I thank Alexandru Dabija, because he has approached these words and has let himself stirred and inspired by them. I have been waiting for a long time for this encounter with Alexandru Dabija – an artist of subtle energies for whom I could write day and night, and, for that matter, the text of the Requiem has gained nuances and has replenished after the start of the rehearsals.

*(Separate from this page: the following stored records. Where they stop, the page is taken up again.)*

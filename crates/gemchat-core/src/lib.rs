pub mod backend;
pub mod config;
pub mod controller;
pub mod conversation;
pub mod error;
pub mod format;
pub mod presentation;
pub mod reveal;
pub mod state;
pub mod surface;
pub mod theme;

// Re-export main types for convenience
pub use backend::{ChatBackend, ChatRequest, HealthStatus, HttpBackend};
pub use config::Config;
pub use controller::{ChatController, ControllerSettings, Phase, SendOutcome};
pub use conversation::Conversation;
pub use error::{ChatError, ErrorKind};
pub use presentation::Suggestion;
pub use state::{Role, Turn, TurnId};
pub use surface::{Surface, SurfaceUpdate};
pub use theme::Theme;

On my path as a playwright, laid out on over four decades, the encounter with the National Theatre of Bucharest is pivotal. I remember my teenage years, when I was entering this theatre as a temple, fascinated by its actors and by what was happening on its stages. I have nourished myself a lot, in my youth, from the performances of the Bucharest National Theatre, and the idea that now I could hear my own words on one of its new stages fills me with nostalgia and excitement, it is as if my life started all over again. » Matei Vişniec
Translated by Simona Nichiteanu
| The General: | Marius Rizea | The Intendant: | Gavril Pătru |
| The Officer: | Ioan Andrei Ionescu | Mother: | Afrodita Androne |
| Troțki: | Mihai Calotă | Lenin: | Mihai Munteniţă |
| Stalin: | Lucian Iftime | The Dead of the Homeland: |
Cristian Bota Nicholas Cațianis Eduard Mihai Cîrlan Sorin Dobrin Ștefan Huluba Emilian Mârnea Mihai Niță Mihai Nițu Vladimir Purdel Andrei Redinciuc Alec Secăreanu Andrei Seușan Ionuț Toader Alexandru Voicu |
"One of the things I like about Alexandru Dabija is the serious manner in which he deals with “heavy topics” with a sense of humour. The director tackles through comedy „the great issues of mankind“– religion, death, homeland –, showing an inborn antipathy towards piousness and a consistent refusal of performative snobbery.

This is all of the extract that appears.